- [Dataset entries]
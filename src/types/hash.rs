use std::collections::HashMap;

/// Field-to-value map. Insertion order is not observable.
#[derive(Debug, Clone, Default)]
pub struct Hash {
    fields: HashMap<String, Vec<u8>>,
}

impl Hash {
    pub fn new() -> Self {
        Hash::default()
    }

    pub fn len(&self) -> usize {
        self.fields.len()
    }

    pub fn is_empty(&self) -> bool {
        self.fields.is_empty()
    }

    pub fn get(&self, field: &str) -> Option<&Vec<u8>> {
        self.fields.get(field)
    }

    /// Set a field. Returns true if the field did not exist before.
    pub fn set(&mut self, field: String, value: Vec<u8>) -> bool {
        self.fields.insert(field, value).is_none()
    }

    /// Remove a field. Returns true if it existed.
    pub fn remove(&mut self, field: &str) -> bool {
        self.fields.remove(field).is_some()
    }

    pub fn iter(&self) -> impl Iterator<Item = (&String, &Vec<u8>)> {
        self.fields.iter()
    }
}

---

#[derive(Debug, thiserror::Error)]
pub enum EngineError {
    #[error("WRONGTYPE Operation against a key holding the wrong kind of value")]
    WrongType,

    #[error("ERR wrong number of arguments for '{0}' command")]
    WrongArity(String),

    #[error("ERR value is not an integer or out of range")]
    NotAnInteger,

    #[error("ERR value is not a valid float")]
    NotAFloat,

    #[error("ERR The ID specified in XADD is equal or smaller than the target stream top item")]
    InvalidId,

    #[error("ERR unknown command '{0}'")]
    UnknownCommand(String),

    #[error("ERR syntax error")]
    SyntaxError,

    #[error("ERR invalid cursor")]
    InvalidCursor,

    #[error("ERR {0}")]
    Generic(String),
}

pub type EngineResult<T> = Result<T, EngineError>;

- [WHAT THE TASK ASKS] Return solely the count of lines in the data above in which the word "HashMap" occurs.

- [OUTPUT OF THE TASK] 2